Más de la mitad de los países del mundo ha abolido la pena de muerte. Pero esto es el falso consuelo de ver la botella medio llena, porque si la miramos medio vacía, las cuentas dicen que en 2007, veinticuatro países aplicaron la pena capital. China, por supuesto, se llevó la medalla de oro olímpica, pero también subieron al podio Irán, Arabia Saudí, Pakistán y Estados Unidos. Asunto tan desagradable viene a cuento porque el 10 de octubre de 1789 se presentó en sociedad la propuesta que daría pie al más afilado de los artilugios para matar: madame Guillotina.

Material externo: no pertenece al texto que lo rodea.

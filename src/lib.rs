//! Token Signal Bot
//!
//! Stream-driven pipeline that turns free-text token alerts from social
//! feeds into per-token state and filtered, rate-limited notifications.

pub mod config;
pub mod decision;
pub mod error;
pub mod notify;
pub mod parser;
pub mod pipeline;
pub mod storage;
pub mod stream;
pub mod types;
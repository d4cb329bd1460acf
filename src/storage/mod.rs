//! Data storage and persistence

pub mod cache;


pub use cache::{load_record, store_record, MemoryTokenCache, RedisTokenCache, TokenCache, TOKEN_TTL_SECS};

use crate::decision::ChannelKind;
use crate::error::Result;
use crate::types::TokenRecord;
use chrono::{DateTime, Utc};
use serde::{Deserialize, Serialize};
use sqlx::sqlite::{SqlitePool, SqlitePoolOptions};
use std::path::Path;

/// Archive of alerted tokens, kept beyond the cache expiry
#[derive(Clone)]
pub struct TokenArchive {
    pool: SqlitePool,
}

/// One archived token
#[derive(Debug, Clone, Serialize, Deserialize)]
pub struct ArchivedToken {
    pub ca: String,
    pub symbol: String,
    /// Rule class of the latest alert
    pub channel: String,
    pub alert: u32,
    /// Merged record as cached at alert time
    pub record: TokenRecord,
    pub first_seen: DateTime<Utc>,
    pub updated_at: DateTime<Utc>,
}

impl TokenArchive {
    /// Connect to SQLite database (creates if not exists)
    pub async fn connect<P: AsRef<Path>>(path: P) -> Result<Self> {
        let db_url = format!("sqlite:{}?mode=rwc", path.as_ref().display());

        let pool = SqlitePoolOptions::new()
            .max_connections(5)
            .connect(&db_url)
            .await?;

        let archive = Self { pool };
        archive.run_migrations().await?;

        Ok(archive)
    }

    /// Private in-memory database
    pub async fn in_memory() -> Result<Self> {
        let pool = SqlitePoolOptions::new()
            .max_connections(1)
            .connect("sqlite::memory:")
            .await?;

        let archive = Self { pool };
        archive.run_migrations().await?;

        Ok(archive)
    }

    async fn run_migrations(&self) -> Result<()> {
        sqlx::query(
            r#"
            CREATE TABLE IF NOT EXISTS tokens (
                ca TEXT PRIMARY KEY,
                symbol TEXT NOT NULL,
                channel TEXT NOT NULL,
                alert INTEGER NOT NULL,
                record TEXT NOT NULL,
                first_seen TEXT NOT NULL,
                updated_at TEXT NOT NULL
            )
            "#,
        )
        .execute(&self.pool)
        .await?;

        Ok(())
    }

    /// Insert or refresh the row for an alerted token
    pub async fn upsert(&self, record: &TokenRecord, kind: ChannelKind) -> Result<()> {
        let now = Utc::now().to_rfc3339();

        sqlx::query(
            r#"
            INSERT INTO tokens (ca, symbol, channel, alert, record, first_seen, updated_at)
            VALUES (?, ?, ?, ?, ?, ?, ?)
            ON CONFLICT(ca) DO UPDATE SET
                symbol = excluded.symbol,
                channel = excluded.channel,
                alert = excluded.alert,
                record = excluded.record,
                updated_at = excluded.updated_at
            "#,
        )
        .bind(&record.ca)
        .bind(record.symbol())
        .bind(kind.label())
        .bind(i64::from(record.alert))
        .bind(serde_json::to_string(record)?)
        .bind(&now)
        .bind(&now)
        .execute(&self.pool)
        .await?;

        Ok(())
    }

    /// Most recently alerted tokens first
    pub async fn recent(&self, limit: i64) -> Result<Vec<ArchivedToken>> {
        let rows = sqlx::query_as::<_, TokenRow>(
            r#"
            SELECT ca, symbol, channel, alert, record, first_seen, updated_at
            FROM tokens
            ORDER BY updated_at DESC
            LIMIT ?
            "#,
        )
        .bind(limit)
        .fetch_all(&self.pool)
        .await?;

        Ok(rows.into_iter().filter_map(|r| r.try_into().ok()).collect())
    }

    pub async fn get(&self, ca: &str) -> Result<Option<ArchivedToken>> {
        let row = sqlx::query_as::<_, TokenRow>(
            r#"
            SELECT ca, symbol, channel, alert, record, first_seen, updated_at
            FROM tokens
            WHERE ca = ?
            "#,
        )
        .bind(ca)
        .fetch_optional(&self.pool)
        .await?;

        Ok(row.and_then(|r| r.try_into().ok()))
    }
}

#[derive(Debug, sqlx::FromRow)]
struct TokenRow {
    ca: String,
    symbol: String,
    channel: String,
    alert: i64,
    record: String,
    first_seen: String,
    updated_at: String,
}

impl TryFrom<TokenRow> for ArchivedToken {
    type Error = anyhow::Error;

    fn try_from(row: TokenRow) -> std::result::Result<Self, Self::Error> {
        Ok(ArchivedToken {
            ca: row.ca,
            symbol: row.symbol,
            channel: row.channel,
            alert: u32::try_from(row.alert)?,
            record: serde_json::from_str(&row.record)?,
            first_seen: row.first_seen.parse()?,
            updated_at: row.updated_at.parse()?,
        })
    }
}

La Asamblea revolucionaria francesa no hizo mucho caso aquel 10 de octubre a la propuesta del diputado del tercer estado Joseph Ignace Guillotin, y hasta tres años después no se decidieron a diseñarlo, construirlo y probarlo. El diseño correspondió al médico cirujano Antoine Louis, porque nadie mejor que un médico sabía dónde apuntar para matar a un reo sano. Pero la construcción del primer prototipo corrió a cargo de un hombre con sensibilidad: el famoso constructor de pianos alemán Tobías Schmidt. Funcionó tan bien, que le encargaron otros ochenta y tres, así que Schmidt dejó de afinar pianos y comenzó a afilar guillotinas.

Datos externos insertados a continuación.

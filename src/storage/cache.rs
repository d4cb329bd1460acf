//! Token state cache
//!
//! Last-known merged record per contract address, stored as JSON with a
//! fixed expiry that every write refreshes. Expiry is enforced by the store.
//! Get and put are independent calls; a read-modify-write by the caller is
//! not atomic.

use crate::error::{BotError, Result};
use crate::types::TokenRecord;
use async_trait::async_trait;
use chrono::{DateTime, Duration, Utc};
use parking_lot::RwLock;
use redis::aio::ConnectionManager;
use redis::AsyncCommands;
use serde::{Deserialize, Serialize};
use std::collections::HashMap;
use std::sync::Arc;
use tracing::debug;

/// Default record lifetime: 24 hours
pub const TOKEN_TTL_SECS: u64 = 24 * 60 * 60;

/// Key/value store for serialized token records
#[async_trait]
pub trait TokenCache: Send + Sync {
    /// Serialized record for `ca`, if present and not expired
    async fn get(&self, ca: &str) -> Result<Option<String>>;

    /// Store a serialized record and reset its expiry
    async fn put(&self, ca: &str, value: &str) -> Result<()>;
}

/// Load and decode the cached record for `ca`
pub async fn load_record(cache: &dyn TokenCache, ca: &str) -> Result<Option<TokenRecord>> {
    let Some(raw) = cache.get(ca).await? else {
        return Ok(None);
    };
    let record = serde_json::from_str(&raw)
        .map_err(|e| BotError::Parse(format!("cached record for {} is unreadable: {}", ca, e)))?;
    Ok(Some(record))
}

/// Encode and store a record under its contract address
pub async fn store_record(cache: &dyn TokenCache, record: &TokenRecord) -> Result<()> {
    let raw = serde_json::to_string(record)?;
    cache.put(&record.ca, &raw).await
}

/// Redis-backed cache (`SET key value EX ttl` / `GET key`)
#[derive(Clone)]
pub struct RedisTokenCache {
    conn: ConnectionManager,
    ttl_secs: u64,
}

impl RedisTokenCache {
    pub async fn connect(redis_url: &str, ttl_secs: u64) -> Result<Self> {
        let client = redis::Client::open(redis_url)
            .map_err(|e| BotError::Config(format!("Invalid Redis URL: {}", e)))?;
        let conn = ConnectionManager::new(client).await?;
        Ok(Self::with_connection(conn, ttl_secs))
    }

    pub fn with_connection(conn: ConnectionManager, ttl_secs: u64) -> Self {
        Self { conn, ttl_secs }
    }
}

#[async_trait]
impl TokenCache for RedisTokenCache {
    async fn get(&self, ca: &str) -> Result<Option<String>> {
        let mut conn = self.conn.clone();
        let value: Option<String> = conn.get(ca).await?;
        Ok(value)
    }

    async fn put(&self, ca: &str, value: &str) -> Result<()> {
        let mut conn = self.conn.clone();
        conn.set_ex::<_, _, ()>(ca, value, self.ttl_secs).await?;
        debug!("Cached token {} with TTL {}s", ca, self.ttl_secs);
        Ok(())
    }
}

/// Cache entry with TTL
#[derive(Debug, Clone)]
struct CacheEntry {
    value: String,
    expires_at: DateTime<Utc>,
}

impl CacheEntry {
    fn new(value: String, ttl_secs: u64) -> Self {
        Self {
            value,
            expires_at: Utc::now() + Duration::seconds(ttl_secs as i64),
        }
    }

    fn is_expired(&self) -> bool {
        Utc::now() > self.expires_at
    }
}

/// In-process cache with the same expiry semantics, for tests and dry runs
#[derive(Debug, Clone)]
pub struct MemoryTokenCache {
    entries: Arc<RwLock<HashMap<String, CacheEntry>>>,
    ttl_secs: u64,
}

impl Default for MemoryTokenCache {
    fn default() -> Self {
        Self::new(TOKEN_TTL_SECS)
    }
}

impl MemoryTokenCache {
    pub fn new(ttl_secs: u64) -> Self {
        Self {
            entries: Arc::new(RwLock::new(HashMap::new())),
            ttl_secs,
        }
    }

    /// Drop expired entries
    pub fn cleanup(&self) {
        self.entries.write().retain(|_, entry| !entry.is_expired());
    }

    pub fn stats(&self) -> CacheStats {
        let entries = self.entries.read();
        let total = entries.len();
        let expired = entries.values().filter(|e| e.is_expired()).count();
        CacheStats {
            total_entries: total,
            expired_entries: expired,
            valid_entries: total - expired,
        }
    }
}

#[async_trait]
impl TokenCache for MemoryTokenCache {
    async fn get(&self, ca: &str) -> Result<Option<String>> {
        let entries = self.entries.read();
        Ok(entries
            .get(ca)
            .filter(|entry| !entry.is_expired())
            .map(|entry| entry.value.clone()))
    }

    async fn put(&self, ca: &str, value: &str) -> Result<()> {
        self.entries
            .write()
            .insert(ca.to_string(), CacheEntry::new(value.to_string(), self.ttl_secs));
        Ok(())
    }
}

/// Cache statistics
#[derive(Debug, Clone, Serialize, Deserialize)]
pub struct CacheStats {
    pub total_entries: usize,
    pub expired_entries: usize,
    pub valid_entries: usize,
}

#[cfg(test)]
mod tests {
    use super::*;
    use crate::types::FieldMap;

    fn record(ca: &str, holder: &str) -> TokenRecord {
        let mut fields = FieldMap::new();
        fields.insert("ca", ca);
        fields.insert("holder", holder);
        TokenRecord::from_fields(&fields).unwrap()
    }

    #[tokio::test]
    async fn test_memory_cache_roundtrip() {
        let cache = MemoryTokenCache::default();
        let mut rec = record("ca1", "50");
        rec.bump_alert();

        store_record(&cache, &rec).await.unwrap();
        let loaded = load_record(&cache, "ca1").await.unwrap().unwrap();

        assert_eq!(loaded, rec);
        assert_eq!(loaded.alert, 1);
    }

    #[tokio::test]
    async fn test_cache_miss() {
        let cache = MemoryTokenCache::default();
        assert!(load_record(&cache, "nonexistent").await.unwrap().is_none());
    }

    #[tokio::test]
    async fn test_put_overwrites_whole_record() {
        let cache = MemoryTokenCache::default();
        store_record(&cache, &record("ca1", "50")).await.unwrap();
        store_record(&cache, &record("ca1", "75")).await.unwrap();

        let loaded = load_record(&cache, "ca1").await.unwrap().unwrap();
        assert_eq!(loaded.get("holder"), Some("75"));
    }

    #[tokio::test]
    async fn test_expired_entry_is_absent() {
        let cache = MemoryTokenCache::new(0);
        cache.put("ca1", "{}").await.unwrap();
        tokio::time::sleep(std::time::Duration::from_millis(5)).await;

        assert!(cache.get("ca1").await.unwrap().is_none());
        assert_eq!(cache.stats().expired_entries, 1);

        cache.cleanup();
        assert_eq!(cache.stats().total_entries, 0);
    }

    #[tokio::test]
    async fn test_unreadable_record_is_parse_error() {
        let cache = MemoryTokenCache::default();
        cache.put("ca1", "not json").await.unwrap();

        let err = load_record(&cache, "ca1").await.unwrap_err();
        assert!(matches!(err, BotError::Parse(_)));
    }

    #[tokio::test]
    async fn test_stats() {
        let cache = MemoryTokenCache::new(3600);
        for ca in ["a", "b", "c"] {
            cache.put(ca, "{}").await.unwrap();
        }

        let stats = cache.stats();
        assert_eq!(stats.total_entries, 3);
        assert_eq!(stats.valid_entries, 3);
        assert_eq!(stats.expired_entries, 0);
    }
}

El armatoste consistía en una hoja oblicua de acero, coronada por un peso de 60 kilos que caía a velocidad endiablada desde casi 3 metros de altura. La caída la frenaba el cuello del reo, sujeto por un cepo de madera. La cabeza iba a una bolsa de cuero, el cuerpo a un cesto de mimbre, y, hala, que pasara el siguiente. En la Francia revolucionaria, la guillotina contribuía a que la muerte fuera igual para todos, sin distinción de rangos. Cortaba con la misma precisión, a la altura de la cuarta cervical, el pescuezo de un burgués, un clérigo o un rey.
Francia le cogió el gusto a la guillotina, porque la hoja cayó por última vez en 1977 sobre el cuello de un reo en la prisión de Marsella.